Don’t hold off on harvesting your garden

Done correctly, it can extend season for produce

By JEFF LOWENFELS, Associated Press
Published: August 10, 2024, 6:01am
2 Photos
A snap pea pod plant is seen July 20, 2022, in Anchorage, Alaska. Taking snap peas before they develop peas in the pod will keep the plant flowering and producing.
A snap pea pod plant is seen July 20, 2022, in Anchorage, Alaska. Taking snap peas before they develop peas in the pod will keep the plant flowering and producing. (Jeff Lowenfels) Photo Gallery

One of the biggest mistakes gardeners make is not starting to harvest their vegetable gardens early enough.

You don’t have to wait until the announcement of an impending frost before reaping what you have sown. Vegetable gardens should be harvested over a long period of time starting as early as late spring.

By now, you should be in full harvest mode, gathering the fruits (if you will) of having a vegetable garden. If you do the chore properly, you will have a long season of fresh produce.

Start with thinnings. All plants need room to fully develop, so eating the thinned plants is the first of the garden’s harvest. Thinning starts in spring, but it should continue as plants grow.

Carrots, beets, radishes and leafy lettuces such as romaine and arugula, for example, must be thinned or they will be stunted. Collards, turnips and even Brussels sprouts need to be thinned, too.

Many new gardeners are scared to thin out seedlings. How much space to provide? Well, you know how big these crops are when you buy them at the supermarket. Ultimately, there should be enough room between your seedlings for them to reach that size.

Ah, but don’t thin all at once. The trick is to give seedlings an inch or so between each other to start. Then thin several more times as the plants grow. This way you get bigger and thus more thinnings to eat.

Next, some vegetables need to be harvested before they get too mature and stop producing. Snap peas, snow peas and green beans, for example, slow and then stop flowering if their pods get too old. So don’t let that happen. Continually harvest young pods, and plants will continue flowering.

If you want actual peas instead of pods, stop harvesting a few weeks before the end of the season, or dedicate a few plants to it.

Then there are the “grow-back” plants. These are vegetables that will produce a new crop after the previous one has been harvested.

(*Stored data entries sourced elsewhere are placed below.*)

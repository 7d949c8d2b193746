//! Offline replay
//!
//! Drives a `Danmaku` controller with a `SimulatedPlayer` whose clock is
//! stepped at a fixed rate, and collects what the scheduler did.

use std::sync::Arc;

use crate::danmaku::{CommentItem, Danmaku, DanmakuOverrides};
use crate::player::{PlayerHost, SimulatedPlayer, ViewportRect};

/// Smallest clock step accepted; smaller values are raised to it
pub const MIN_STEP: f64 = 0.01;

/// Seconds replayed past the last comment when no end time is given
pub const TAIL_SECONDS: f64 = 10.0;

#[derive(Debug, Clone, Copy, PartialEq)]
pub struct ReplayConfig {
    pub viewport: ViewportRect,
    /// Clock step in seconds, one time-update per step
    pub step: f64,
    /// Stop time; defaults to the last comment time plus `TAIL_SECONDS`
    pub until: Option<f64>,
    /// Pause playback for one step when the clock first reaches this time
    pub pause_at: Option<f64>,
}

impl Default for ReplayConfig {
    fn default() -> Self {
        Self {
            viewport: ViewportRect::new(1280.0, 720.0),
            step: 0.25,
            until: None,
            pause_at: None,
        }
    }
}

#[derive(Debug, Clone, Copy, Default, PartialEq)]
pub struct ReplaySummary {
    pub comments: usize,
    pub ticks: u64,
    pub accepted: u64,
    pub rejected: u64,
    pub missed: u64,
    pub discarded: u64,
    /// Most bullets alive after any tick
    pub peak_alive: usize,
    /// Bullet slots ever allocated
    pub pool_capacity: usize,
    pub lane_count: usize,
    pub end_time: f64,
}

impl std::fmt::Display for ReplaySummary {
    fn fmt(&self, f: &mut std::fmt::Formatter<'_>) -> std::fmt::Result {
        writeln!(f, "comments:   {}", self.comments)?;
        writeln!(f, "ticks:      {} (until {:.2}s)", self.ticks, self.end_time)?;
        writeln!(f, "lanes:      {}", self.lane_count)?;
        writeln!(f, "accepted:   {}", self.accepted)?;
        writeln!(f, "rejected:   {}", self.rejected)?;
        writeln!(f, "missed:     {}", self.missed)?;
        writeln!(f, "discarded:  {}", self.discarded)?;
        writeln!(f, "peak alive: {}", self.peak_alive)?;
        write!(f, "pool size:  {}", self.pool_capacity)
    }
}

/// Replay `items` from time 0 and summarize the scheduler's decisions
pub fn run_replay(
    items: Vec<CommentItem>,
    overrides: DanmakuOverrides,
    config: &ReplayConfig,
) -> ReplaySummary {
    let step = config.step.max(MIN_STEP);
    let last = items.iter().map(|item| item.time).fold(0.0, f64::max);
    let until = config.until.unwrap_or(last + TAIL_SECONDS);
    let comments = items.len();

    let player = Arc::new(SimulatedPlayer::new(config.viewport));
    let host: Arc<dyn PlayerHost> = player.clone();
    let danmaku = Danmaku::new(host, overrides);
    danmaku.lock().reset_items(items);
    player.mount();
    player.play();

    let mut ticks = 0;
    let mut peak_alive = 0;
    let mut pause_at = config.pause_at;
    let mut time = 0.0;
    player.set_time(time);

    while time < until {
        if pause_at.is_some_and(|at| time >= at) {
            pause_at = None;
            tracing::debug!("Pausing replay at {:.2}s", time);
            player.pause();
            player.tick(step);
            player.play();
        }
        time = player.tick(step);
        ticks += 1;
        peak_alive = peak_alive.max(danmaku.lock().alive_count());
    }

    let mut danmaku = danmaku.lock();
    let stats = danmaku.stats();
    let summary = ReplaySummary {
        comments,
        ticks,
        accepted: stats.accepted,
        rejected: stats.rejected,
        missed: stats.missed,
        discarded: stats.discarded,
        peak_alive,
        pool_capacity: danmaku.pool_capacity(),
        lane_count: danmaku.lane_count(),
        end_time: time,
    };
    danmaku.teardown();
    summary
}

There are two types. The first are those vegetables you don’t want to flower, because once they do, they concentrate on seed development and the harvest ends. Mustard greens, arugula, garlic chives, romaine lettuce, spinach and Swiss chard are in this group. They can be continually harvested by carefully cutting leaves back so not to damage the crown. As the plant grows back, there is new harvestable material.

The second group of grow-back plants requires flowering, but cutting back the flowers encourages new ones to grow.

Broccoli is the prime example. Cut the flowers off the main stalk (before they open, preferably), but let the plant continue to grow. New flowers will appear, and you can harvest these the same way until the end of the season. Similarly, indeterminate tomatoes, the ones that vine, will continue to produce better if you harvest tomatoes as they mature. The plant is encouraged to develop new flowers and thus tomatoes.

Finally, there are those plants that simply can’t wait until the end of the season to be harvested. Kohlrabi and radish become pulpy if they get too mature. Cucumbers can become bitter.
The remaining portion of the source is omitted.